Of course looks matter, they aren't everything--and when you're in a relationship they can eventually come to mean almost nothing--but they do matter.

I get sick of all these people saying "looks don't matter, it's just a media lie" and then citing as an example a relationship they had with someone who was "only average"--can you honestly tell me it would have been the same if they were fargin repulsive instead of average?

Of course not. Looks aren't everything, so a person with a deficiency in the physical department can make it up with charm and personality, and likewise a smoking body isn't enough if you've got the personality of a blow-up doll--but _all_ these things matter.

...unless you're blind or something. XD

Physical attractiveness isn't just media hype--it's instinctual, an inborn process of selecting a suitible mate for procreation. Granted, alot of what is considered "beautiful" is manufactured these days, so by the time you're an adult you're veiws on physical attractiveness can be significantly altered by social conditioning--but even if none of that was there we would still have an instinctive sense of what was and was not attractive.

Even in long term relationships where beauty has ceased to matter, how the person _looks_ is still important. If you're wife or husband of 30 years came home one day and looked like someone completely different--not more or less atractive, just like a different person--can you honestly say it wouldn't make a difference?

Of course it would, we come to recognize the person we love visually--however they look becomes "beautiful" to us over time, but if they suddenly looked like someone else it would be hard to ignore your senses telling you that it wasn't them.

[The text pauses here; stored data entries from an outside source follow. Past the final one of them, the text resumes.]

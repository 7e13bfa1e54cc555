//! Robot domain - the aggregate, its inventory, items and upgrade tables

pub mod inventory;
pub mod item;
pub mod resource;
pub mod state;
pub mod upgrades;

pub use inventory::Inventory;
pub use item::{Impact, ItemFamily, ItemType, RobotLookup};
pub use resource::ResourceType;
pub use state::Robot;
pub use upgrades::UpgradeType;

The idea that "looks don't matter" is every bit as much propaganda as the idea that looks _do_ matter--the propganda just comes from different camps.

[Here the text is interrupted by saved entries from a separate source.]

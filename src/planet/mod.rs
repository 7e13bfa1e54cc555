//! Planets as seen by the robot service
//!
//! The map service owns planets. This service keeps only what robots need:
//! the id, the deposit that can be mined and whether the planet is blocked.

pub mod client;
pub mod map;

use serde::{Deserialize, Serialize};

use crate::core::types::PlanetId;
use crate::robot::resource::ResourceType;

pub use client::MapClient;
pub use map::{PlanetMap, Route, StaticMap};

/// Kind of planet reported by the map service
#[derive(Debug, Clone, Copy, Default, PartialEq, Eq, Serialize, Deserialize)]
#[serde(rename_all = "SCREAMING_SNAKE_CASE")]
pub enum PlanetType {
    #[default]
    Default,
    SpaceStation,
}

/// Local record of a planet
#[derive(Debug, Clone, PartialEq, Eq, Serialize, Deserialize)]
#[serde(rename_all = "camelCase")]
pub struct Planet {
    pub id: PlanetId,
    pub planet_type: PlanetType,
    pub resource: Option<ResourceType>,
    /// Robots cannot leave a blocked planet until the round ends
    pub blocked: bool,
}

impl Planet {
    pub fn new(id: PlanetId) -> Self {
        Self {
            id,
            planet_type: PlanetType::Default,
            resource: None,
            blocked: false,
        }
    }

    pub fn with_resource(mut self, resource: ResourceType) -> Self {
        self.resource = Some(resource);
        self
    }

    pub fn with_type(mut self, planet_type: PlanetType) -> Self {
        self.planet_type = planet_type;
        self
    }
}
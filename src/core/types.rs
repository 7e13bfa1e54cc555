//! Core type definitions used throughout the codebase

use serde::{Deserialize, Serialize};
use std::fmt;
use uuid::Uuid;

/// Unique identifier for robots
#[derive(Debug, Clone, Copy, PartialEq, Eq, Hash, Serialize, Deserialize)]
pub struct RobotId(pub Uuid);

impl RobotId {
    pub fn new() -> Self {
        Self(Uuid::new_v4())
    }
}

impl Default for RobotId {
    fn default() -> Self {
        Self::new()
    }
}

/// Identifier of the player owning a robot
#[derive(Debug, Clone, Copy, PartialEq, Eq, Hash, Serialize, Deserialize)]
pub struct PlayerId(pub Uuid);

impl PlayerId {
    pub fn new() -> Self {
        Self(Uuid::new_v4())
    }
}

impl Default for PlayerId {
    fn default() -> Self {
        Self::new()
    }
}

/// Identifier of a planet, assigned by the map service
#[derive(Debug, Clone, Copy, PartialEq, Eq, Hash, Serialize, Deserialize)]
pub struct PlanetId(pub Uuid);

impl PlanetId {
    pub fn new() -> Self {
        Self(Uuid::new_v4())
    }
}

impl Default for PlanetId {
    fn default() -> Self {
        Self::new()
    }
}

/// Correlation id tying a command to the events it produced
#[derive(Debug, Clone, Copy, PartialEq, Eq, Hash, Serialize, Deserialize)]
pub struct TransactionId(pub Uuid);

impl TransactionId {
    pub fn new() -> Self {
        Self(Uuid::new_v4())
    }
}

impl Default for TransactionId {
    fn default() -> Self {
        Self::new()
    }
}

macro_rules! display_uuid {
    ($($name:ident),*) => {
        $(impl fmt::Display for $name {
            fn fmt(&self, f: &mut fmt::Formatter<'_>) -> fmt::Result {
                write!(f, "{}", self.0)
            }
        })*
    };
}

display_uuid!(RobotId, PlayerId, PlanetId, TransactionId);

#[cfg(test)]
mod tests {
    use super::*;

    #[test]
    fn test_robot_ids_are_unique() {
        let a = RobotId::new();
        let b = RobotId::new();
        assert_ne!(a, b);
    }

    #[test]
    fn test_planet_id_hash() {
        use std::collections::HashMap;
        let id = PlanetId::new();
        let mut map: HashMap<PlanetId, &str> = HashMap::new();
        map.insert(id, "home");
        assert_eq!(map.get(&id), Some(&"home"));
    }

    #[test]
    fn test_display_is_plain_uuid() {
        let uuid = Uuid::new_v4();
        assert_eq!(PlayerId(uuid).to_string(), uuid.to_string());
    }
}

Ultimately it's the complete package that makes--or breaks--the deal, not any one feature.

----------


## Abbott

good question.look DO NOT matter in the sense that if you fall in love with someone you're only going to have eyes for them anyway.looks DO matter in the sense that when you fall in love and you only have eyes for them that you realize they're total eye candy!  :Poh:  you have to realize, you might be a perfectionist..there is someone out there for everyone as everyone in the world has different tastes..someone might have a thing for tattoos, or scars, another for smooth perfect skin..someone else might go for short guys, another for super-tall. you're unique-and that's why someone will fall for you. all YOU have to do is enjoy it.

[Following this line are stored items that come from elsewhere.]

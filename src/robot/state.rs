//! Robot aggregate - health, energy, upgrade levels and position
//!
//! All stats are derived from the level counters through `robot::upgrades`.
//! Every rule violation is returned as a `GameError`; nothing is silently
//! clamped except where a method documents it.

use serde::{Deserialize, Serialize};

use crate::core::error::{GameError, Result};
use crate::core::types::{PlanetId, PlayerId, RobotId};
use crate::planet::Planet;
use crate::robot::inventory::Inventory;
use crate::robot::resource::ResourceType;
use crate::robot::upgrades::{self, UpgradeType};

/// A player's robot together with the inventory it owns
#[derive(Debug, Clone, Serialize, Deserialize)]
#[serde(rename_all = "camelCase")]
pub struct Robot {
    id: RobotId,
    player: PlayerId,
    planet: PlanetId,
    alive: bool,
    health: i32,
    energy: u32,
    health_level: u8,
    damage_level: u8,
    mining_level: u8,
    mining_speed_level: u8,
    energy_level: u8,
    energy_regen_level: u8,
    inventory: Inventory,
}

impl Robot {
    /// Spawn a level 0 robot with full health and energy
    pub fn new(player: PlayerId, planet: PlanetId) -> Self {
        Self {
            id: RobotId::new(),
            player,
            planet,
            alive: true,
            health: upgrades::max_health(0),
            energy: upgrades::max_energy(0),
            health_level: 0,
            damage_level: 0,
            mining_level: 0,
            mining_speed_level: 0,
            energy_level: 0,
            energy_regen_level: 0,
            inventory: Inventory::new(),
        }
    }

    pub fn id(&self) -> RobotId {
        self.id
    }

    pub fn player(&self) -> PlayerId {
        self.player
    }

    pub fn planet(&self) -> PlanetId {
        self.planet
    }

    pub fn is_alive(&self) -> bool {
        self.alive
    }

    pub fn health(&self) -> i32 {
        self.health
    }

    pub fn energy(&self) -> u32 {
        self.energy
    }

    pub fn inventory(&self) -> &Inventory {
        &self.inventory
    }

    pub fn inventory_mut(&mut self) -> &mut Inventory {
        &mut self.inventory
    }

    pub fn level(&self, upgrade: UpgradeType) -> u8 {
        match upgrade {
            UpgradeType::Storage => self.inventory.storage_level(),
            UpgradeType::Health => self.health_level,
            UpgradeType::Damage => self.damage_level,
            UpgradeType::MiningSpeed => self.mining_speed_level,
            UpgradeType::Mining => self.mining_level,
            UpgradeType::MaxEnergy => self.energy_level,
            UpgradeType::EnergyRegen => self.energy_regen_level,
        }
    }

    pub fn max_health(&self) -> i32 {
        upgrades::max_health(self.health_level)
    }

    pub fn max_energy(&self) -> u32 {
        upgrades::max_energy(self.energy_level)
    }

    pub fn energy_regen(&self) -> u32 {
        upgrades::energy_regen(self.energy_regen_level)
    }

    pub fn attack_damage(&self) -> u32 {
        upgrades::attack_damage(self.damage_level)
    }

    pub fn mining_speed(&self) -> u32 {
        upgrades::mining_speed(self.mining_speed_level)
    }

    /// Sum of all seven upgrade levels
    pub fn total_upgrades(&self) -> u32 {
        UpgradeType::ALL
            .iter()
            .map(|u| u32::from(self.level(*u)))
            .sum()
    }

    /// Energy an attack costs at the current damage level
    pub fn attack_cost(&self) -> u32 {
        u32::from(self.damage_level) + 1
    }

    /// Energy a mining action costs at the current mining level
    pub fn mining_cost(&self) -> u32 {
        u32::from(self.mining_level) + 1
    }

    /// Energy blocking a planet costs: `round(2 + 0.1 * max_energy)`
    pub fn block_cost(&self) -> u32 {
        (2.0 + 0.1 * f64::from(self.max_energy())).round() as u32
    }

    /// Advance one level counter to `level`
    ///
    /// Only `current + 1` is accepted. Staying, going down, skipping or
    /// passing the maximum is rejected and leaves the robot unchanged.
    pub fn upgrade(&mut self, upgrade: UpgradeType, level: u8) -> Result<()> {
        let counter = match upgrade {
            UpgradeType::Storage => return self.inventory.upgrade_storage(level),
            UpgradeType::Health => &mut self.health_level,
            UpgradeType::Damage => &mut self.damage_level,
            UpgradeType::MiningSpeed => &mut self.mining_speed_level,
            UpgradeType::Mining => &mut self.mining_level,
            UpgradeType::MaxEnergy => &mut self.energy_level,
            UpgradeType::EnergyRegen => &mut self.energy_regen_level,
        };
        let current = *counter;
        if !upgrade.accepts(current, level) {
            return Err(GameError::UpgradeRejected {
                upgrade,
                current,
                requested: level,
            });
        }
        *counter = level;
        tracing::trace!(robot = %self.id, ?upgrade, level, "robot upgraded");
        Ok(())
    }

    fn reduce_energy(&mut self, amount: u32) -> Result<()> {
        if amount > self.energy {
            return Err(GameError::NotEnoughEnergy {
                required: amount,
                available: self.energy,
            });
        }
        self.energy -= amount;
        Ok(())
    }

    /// Move from `current` to `target` for `cost` energy
    ///
    /// The energy is spent before the blocked check: leaving a blocked planet
    /// fails with `PlanetBlocked` and the cost is not refunded.
    pub fn move_to(&mut self, current: &Planet, target: PlanetId, cost: u32) -> Result<()> {
        debug_assert_eq!(current.id, self.planet);
        self.reduce_energy(cost)?;
        if current.blocked {
            return Err(GameError::PlanetBlocked(current.id));
        }
        self.planet = target;
        Ok(())
    }

    /// Block the robot's current planet so nobody can leave it this round
    pub fn block(&mut self, current: &mut Planet) -> Result<()> {
        debug_assert_eq!(current.id, self.planet);
        self.reduce_energy(self.block_cost())?;
        current.blocked = true;
        Ok(())
    }

    /// Relocate without energy cost or blocking checks (wormhole)
    pub fn teleport(&mut self, planet: PlanetId) {
        self.planet = planet;
    }

    /// Lose health; health has no lower bound and death is permanent
    pub fn receive_damage(&mut self, amount: u32) {
        let amount = i32::try_from(amount).unwrap_or(i32::MAX);
        self.health = self.health.saturating_sub(amount);
        if self.health <= 0 {
            self.alive = false;
        }
    }

    /// Spend `damage_level + 1` energy and deal `attack_damage` to `target`
    pub fn attack(&mut self, target: &mut Robot) -> Result<()> {
        self.reduce_energy(self.attack_cost())?;
        target.receive_damage(self.attack_damage());
        Ok(())
    }

    pub fn can_mine(&self, resource: ResourceType) -> bool {
        self.mining_level >= resource.required_mining_level()
    }

    /// Check a mining action is possible and return how much to request
    ///
    /// The amount is the mining speed, capped by the free storage. A full
    /// inventory fails with `InventoryFull`.
    pub fn mining_request(&self, resource: ResourceType) -> Result<u32> {
        if !self.can_mine(resource) {
            return Err(GameError::CannotMine {
                resource,
                mining_level: self.mining_level,
            });
        }
        if self.mining_cost() > self.energy {
            return Err(GameError::NotEnoughEnergy {
                required: self.mining_cost(),
                available: self.energy,
            });
        }
        if self.inventory.is_full() {
            return Err(GameError::InventoryFull {
                stored: self.inventory.used_storage(),
                capacity: self.inventory.max_storage(),
            });
        }
        Ok(self.mining_speed().min(self.inventory.free_storage()))
    }

    /// Pay for a mining action and store what was mined
    pub fn mine(&mut self, resource: ResourceType, amount: u32) -> Result<()> {
        if !self.can_mine(resource) {
            return Err(GameError::CannotMine {
                resource,
                mining_level: self.mining_level,
            });
        }
        self.reduce_energy(self.mining_cost())?;
        self.inventory.add_resource(resource, amount)
    }

    /// Add `energy_regen` energy, capped at `max_energy`
    pub fn regenerate_energy(&mut self) {
        self.energy = (self.energy + self.energy_regen()).min(self.max_energy());
    }

    /// Refill energy to `max_energy`; destroyed robots stay drained
    pub fn restore_energy(&mut self) {
        if self.alive {
            self.energy = self.max_energy();
        }
    }

    /// Heal to full health; destroyed robots stay destroyed
    pub fn repair(&mut self) {
        if self.alive {
            self.health = self.max_health();
        }
    }

    /// Heal by `amount`, capped at `max_health`
    pub fn repair_by(&mut self, amount: u32) {
        if self.alive && self.health < self.max_health() {
            let amount = i32::try_from(amount).unwrap_or(i32::MAX);
            self.health = self.health.saturating_add(amount).min(self.max_health());
        }
    }
}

however, the key point here that i'm sensing is that you're not loving yourself-if you think you're slightly overweight-and this is one of the things you mention bout your whole self in two lines, then i'm guessing that youre probably weighing yourself down with guilt and negativitiy as well. could that be stopping you from going out and living a better life? if so, just see if you can lose that bit of weight you think makes you look bad..you will feel so much better-emotionally, and physically.

----------


## Minty

I had a conversation with my South Korean girlfriend once about this topic. 

She often mentions that the clothes here are so plain, too mature looking, and that there are so few clothes for young people.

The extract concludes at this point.